EDC secures stable outlook on ₱12.5-billion green bond rating
Energy Development Corp. (EDC), the Lopez Group's renewable energy arm, has maintained its top-tier financial standing, receiving the highest PRS Aaa credit rating with a Stable Outlook from Philippine Rating Services Corp. (PhilRatings) for its ₱12.5 billion in outstanding Fixed-Rate ASEAN Green Bonds.
Obligations rated PRS Aaa are of the highest quality with minimal credit risk. The obligor’s capacity to meet its financial commitment on the obligation is extremely strong. A Stable Outlook indicates that the rating is likely to remain unchanged in the next 12 months.
PhilRatings stated that the assigned rating and outlook take into account EDC's leading position as a pure renewable energy (RE) company, its strong parent company support, and its highly experienced management team.
Also taken into consideration are the Company’s healthy liquidity and cash flows, its manageable capital structure, and the government's supportive policies in the RE sector.
EDC remains the country’s largest pure RE company, with its 1,389 megawatts (MW) of installed capacity from geothermal, wind, hydroelectric, and solar power sources as of end-March 2025.
The Company’s core business, geothermal, has a total installed capacity of 1,095 MW, accounting for 56 percent of the country's aggregate installed geothermal capacity.

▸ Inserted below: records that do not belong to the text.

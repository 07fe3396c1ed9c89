//! Time-based filtering and ordering of events.
//!
//! "Upcoming" means `date >= now`, with `now` read once per listing call. The
//! public listing shows upcoming events soonest first; the admin listing shows
//! everything, most recent first.
//!
//! Stores push [`EventQuery`] down when they can (the Postgres store turns it
//! into `WHERE`/`ORDER BY`) and fall back to [`EventQuery::apply`] otherwise.

use crate::types::Event;
use chrono::{DateTime, Utc};
use std::cmp::Ordering;

/// Sort direction on the event date.
#[derive(Clone, Copy, Debug, PartialEq, Eq, Hash)]
pub enum DateOrder {
    /// Soonest first
    Ascending,
    /// Most recent first
    Descending,
}

impl DateOrder {
    /// SQL keyword for this direction
    #[must_use]
    pub const fn as_sql(self) -> &'static str {
        match self {
            Self::Ascending => "ASC",
            Self::Descending => "DESC",
        }
    }
}

/// Filter and ordering for [`EventStore::query`](crate::store::EventStore::query).
#[derive(Clone, Copy, Debug, PartialEq, Eq)]
pub struct EventQuery {
    /// Only events dated at or after this instant
    pub not_before: Option<DateTime<Utc>>,
    /// Result order
    pub order: DateOrder,
}

impl EventQuery {
    /// Events that have not started at `now`, soonest first
    #[must_use]
    pub const fn upcoming(now: DateTime<Utc>) -> Self {
        Self {
            not_before: Some(now),
            order: DateOrder::Ascending,
        }
    }

    /// Every event, most recent first
    #[must_use]
    pub const fn all() -> Self {
        Self {
            not_before: None,
            order: DateOrder::Descending,
        }
    }

    /// Whether an event passes the filter
    #[must_use]
    pub fn matches(&self, event: &Event) -> bool {
        self.not_before.is_none_or(|bound| event.date >= bound)
    }

    /// Total order used for results.
    ///
    /// Ties on `date` fall back to `created_at`, then `id`, in the same
    /// direction, so repeated queries list events identically.
    #[must_use]
    pub fn compare(&self, a: &Event, b: &Event) -> Ordering {
        let ascending = a
            .date
            .cmp(&b.date)
            .then_with(|| a.created_at.cmp(&b.created_at))
            .then_with(|| a.id.cmp(&b.id));

        match self.order {
            DateOrder::Ascending => ascending,
            DateOrder::Descending => ascending.reverse(),
        }
    }

    /// Filter and sort a set of events
    #[must_use]
    pub fn apply(&self, events: impl IntoIterator<Item = Event>) -> Vec<Event> {
        let mut selected: Vec<Event> = events.into_iter().filter(|e| self.matches(e)).collect();
        selected.sort_by(|a, b| self.compare(a, b));
        selected
    }
}
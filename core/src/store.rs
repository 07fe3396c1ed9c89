//! Event store trait and query types.
//!
//! The store is a durable collection of [`Event`] documents. It knows nothing
//! about capacity or duplicate emails; its one concurrency duty is
//! [`EventStore::replace`], which must only write when the stored revision is
//! still the one the caller read.
//!
//! # Implementations
//!
//! - `PostgresEventStore` (in `volunteer-hub-postgres`): JSONB documents
//! - [`InMemoryEventStore`](crate::memory::InMemoryEventStore): `HashMap` under a lock
//!
//! # Dyn Compatibility
//!
//! Methods return `Pin<Box<dyn Future>>` instead of using `async fn` so the
//! service can hold an `Arc<dyn EventStore>`.

use crate::error::StoreError;
use crate::listing::EventQuery;
use crate::types::{Event, EventId, Revision};
use std::future::Future;
use std::pin::Pin;

/// Boxed future returned by store methods
pub type StoreFuture<'a, T> = Pin<Box<dyn Future<Output = Result<T, StoreError>> + Send + 'a>>;

/// An event together with the revision it was read at.
#[derive(Clone, Debug, PartialEq, Eq)]
pub struct StoredEvent {
    /// Document contents
    pub event: Event,
    /// Revision to pass back to [`EventStore::replace`]
    pub revision: Revision,
}

/// Durable collection of event documents.
///
/// # Thread Safety
///
/// Implementations must be `Send + Sync`; one instance serves every request.
pub trait EventStore: Send + Sync {
    /// Insert a new document at [`Revision::INITIAL`].
    ///
    /// # Errors
    ///
    /// Returns [`StoreError::Database`] if the ID is taken or the write fails.
    fn insert(&self, event: Event) -> StoreFuture<'_, Revision>;

    /// Load a document and its current revision.
    ///
    /// # Errors
    ///
    /// Returns an error if the read fails; a missing document is `Ok(None)`.
    fn load(&self, id: EventId) -> StoreFuture<'_, Option<StoredEvent>>;

    /// Documents matching the query, in the query's order.
    ///
    /// # Errors
    ///
    /// Returns an error if the read fails.
    fn query(&self, query: EventQuery) -> StoreFuture<'_, Vec<Event>>;

    /// Replace a document if it is still at `expected`.
    ///
    /// Returns the new revision.
    ///
    /// # Errors
    ///
    /// - [`StoreError::Conflict`]: the stored revision moved; nothing was written
    /// - [`StoreError::NotFound`]: the document was deleted
    fn replace(&self, event: Event, expected: Revision) -> StoreFuture<'_, Revision>;

    /// Delete a document. Returns whether it existed.
    ///
    /// # Errors
    ///
    /// Returns an error if the write fails.
    fn remove(&self, id: EventId) -> StoreFuture<'_, bool>;

    /// Cheap reachability probe for readiness checks.
    ///
    /// # Errors
    ///
    /// Returns an error if the store cannot be reached.
    fn ping(&self) -> StoreFuture<'_, ()>;
}
//! Injected dependencies.
//!
//! Time is read through [`Clock`] so tests can pin "now" and check the
//! upcoming/past boundary exactly.

use chrono::{DateTime, Utc};

/// Clock trait - abstracts time operations for testability
///
/// # Examples
///
/// ```ignore
/// // Production - uses system clock
/// let clock = SystemClock;
///
/// // Test - fixed time for deterministic tests
/// let clock = volunteer_hub_testing::FixedClock::new(time);
/// ```
pub trait Clock: Send + Sync {
    /// Get the current time
    fn now(&self) -> DateTime<Utc>;
}

/// Wall-clock time
#[derive(Clone, Copy, Debug, Default)]
pub struct SystemClock;

impl Clock for SystemClock {
    fn now(&self) -> DateTime<Utc> {
        Utc::now()
    }
}
//! Proposal content blocks
//!
//! Each block is independently nullable on the proposal until the seller
//! populates it. Field-level sanity rules live in the validation engine.

use chrono::{DateTime, Utc};
use serde::{Deserialize, Serialize};
use std::fmt;
use uuid::Uuid;

/// Industry classification
#[derive(Debug, Clone, Copy, PartialEq, Eq, Hash, Serialize, Deserialize)]
#[serde(rename_all = "snake_case")]
pub enum Industry {
    Technology,
    Electronics,
    Biotechnology,
    Finance,
    Retail,
    FoodService,
    Manufacturing,
    RealEstate,
    Healthcare,
    Education,
    Logistics,
    Energy,
    Media,
    Agriculture,
    Tourism,
    Other,
}

impl Industry {
    /// Human-readable label, also used for keyword matching
    pub fn label(&self) -> &'static str {
        match self {
            Industry::Technology => "technology",
            Industry::Electronics => "electronics",
            Industry::Biotechnology => "biotechnology",
            Industry::Finance => "finance",
            Industry::Retail => "retail",
            Industry::FoodService => "food service",
            Industry::Manufacturing => "manufacturing",
            Industry::RealEstate => "real estate",
            Industry::Healthcare => "healthcare",
            Industry::Education => "education",
            Industry::Logistics => "logistics",
            Industry::Energy => "energy",
            Industry::Media => "media",
            Industry::Agriculture => "agriculture",
            Industry::Tourism => "tourism",
            Industry::Other => "other",
        }
    }
}

impl fmt::Display for Industry {
    fn fmt(&self, f: &mut fmt::Formatter<'_>) -> fmt::Result {
        f.write_str(self.label())
    }
}

/// Company size bracket, derived from headcount
#[derive(Debug, Clone, Copy, PartialEq, Eq, Hash, Serialize, Deserialize)]
#[serde(rename_all = "snake_case")]
pub enum CompanySize {
    Micro,
    Small,
    Medium,
    Large,
    Enterprise,
}

impl CompanySize {
    /// Bracket boundaries: micro 1-4, small 5-29, medium 30-199,
    /// large 200-999, enterprise 1000+
    pub fn from_headcount(count: i32) -> Self {
        match count {
            ..=4 => CompanySize::Micro,
            5..=29 => CompanySize::Small,
            30..=199 => CompanySize::Medium,
            200..=999 => CompanySize::Large,
            _ => CompanySize::Enterprise,
        }
    }
}

/// Company basics
#[derive(Debug, Clone, PartialEq, Serialize, Deserialize)]
pub struct CompanyInfo {
    pub company_name: String,
    pub industry: Industry,
    #[serde(default)]
    pub sub_industry: Option<String>,
    pub founded_year: i32,
    pub headquarters: String,
    pub employee_count: i32,
    pub company_size: CompanySize,
    #[serde(default)]
    pub website: Option<String>,
}

/// Financials
///
/// `profit_margin` is derived from revenue and profit whenever revenue is
/// positive; a caller-supplied value is never trusted in that case.
#[derive(Debug, Clone, PartialEq, Serialize, Deserialize)]
pub struct FinancialInfo {
    /// Annual revenue in the listing currency's smallest practical unit
    pub annual_revenue: i64,
    pub net_profit: i64,
    #[serde(default)]
    pub profit_margin: Option<f64>,
    #[serde(default)]
    pub growth_rate: Option<f64>,
    #[serde(default)]
    pub asking_price: Option<i64>,
}

/// Business model description
#[derive(Debug, Clone, PartialEq, Serialize, Deserialize)]
pub struct BusinessModel {
    pub business_type: String,
    #[serde(default)]
    pub main_products: Vec<String>,
    #[serde(default)]
    pub target_markets: Vec<String>,
    #[serde(default)]
    pub revenue_streams: Vec<String>,
    #[serde(default)]
    pub competitive_advantages: Vec<String>,
}

/// Public-safe preview shown to buyers before any NDA
#[derive(Debug, Clone, PartialEq, Serialize, Deserialize)]
pub struct TeaserContent {
    pub title: String,
    #[serde(default)]
    pub tagline: Option<String>,
    /// Short public business overview
    pub summary: String,
    /// Core selling points; valid count is 3 to 5
    pub highlights: Vec<String>,
    #[serde(default)]
    pub revenue_range: Option<String>,
}

/// Detailed content, gated behind an NDA grant
#[derive(Debug, Clone, PartialEq, Serialize, Deserialize)]
pub struct FullContent {
    /// Detailed company description; at least 200 characters when present
    pub detailed_description: String,
    #[serde(default)]
    pub business_plan: Option<String>,
    #[serde(default)]
    pub growth_strategy: Option<String>,
    #[serde(default)]
    pub risk_factors: Vec<String>,
    #[serde(default)]
    pub financial_statements: Option<String>,
}

/// Attachment metadata; binary storage is external
#[derive(Debug, Clone, PartialEq, Serialize, Deserialize)]
pub struct AttachedFile {
    pub file_id: Uuid,
    pub filename: String,
    pub content_type: String,
    pub size_bytes: i64,
    pub uploaded_at: DateTime<Utc>,
    #[serde(default)]
    pub is_public: bool,
    #[serde(default)]
    pub description: Option<String>,
}

#[cfg(test)]
mod tests {
    use super::*;

    #[test]
    fn test_company_size_brackets() {
        assert_eq!(CompanySize::from_headcount(1), CompanySize::Micro);
        assert_eq!(CompanySize::from_headcount(4), CompanySize::Micro);
        assert_eq!(CompanySize::from_headcount(5), CompanySize::Small);
        assert_eq!(CompanySize::from_headcount(29), CompanySize::Small);
        assert_eq!(CompanySize::from_headcount(199), CompanySize::Medium);
        assert_eq!(CompanySize::from_headcount(999), CompanySize::Large);
        assert_eq!(CompanySize::from_headcount(1000), CompanySize::Enterprise);
    }
}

First Gen Corp. (FGen), the controlling shareholder of EDC, was likewise ranked as the third-largest domestic power producer in the country (in terms of generating capacity and market share) in 2024.
FGen had a total installed capacity of 3,639 MW as of end-2024, equivalent to about 12 percent of the Philippines’ total installed capacity.
To support further growth, EDC aims to complete additional projects and enhance operational efficiency. Its growth projects include a mix of brownfield developments, which expand existing geothermal plants, and greenfield projects, which involve developing new energy facilities in unused or underutilized land.
Moreover, EDC has expanded into Battery Energy Storage System (BESS).
Several of the Company’s growth projects reached significant milestones over the past year. Two expansion projects under the BacMan facility, the Palayan Bayan Binary Project and the Tanawon Geothermal Project, secured provisional authority to operate and achieved commercial operations in March 2025 and August 2025, respectively.
Additionally, one of the Company’s three ongoing BESS projects has achieved commercial operations in September 2025. The two other BESS projects are mechanically complete, with commercial operations expected to begin within the fourth quarter of 2025 (4Q2025).
EDC also ramped up its steam augmentation and drilling program to address natural decline and well retirements in its geothermal facilities.
PhilRatngs said EDC is expected to remain well-positioned and continue to benefit as the country shifts toward a low-carbon economy.
Government initiatives like the lower Retail Competition Open Access threshold, Green Energy Auction Program, Green Energy Option Program, and Retail Aggregation Program, which allows broader participation in the electricity market, have allowed the Company to engage with a more diverse customer base.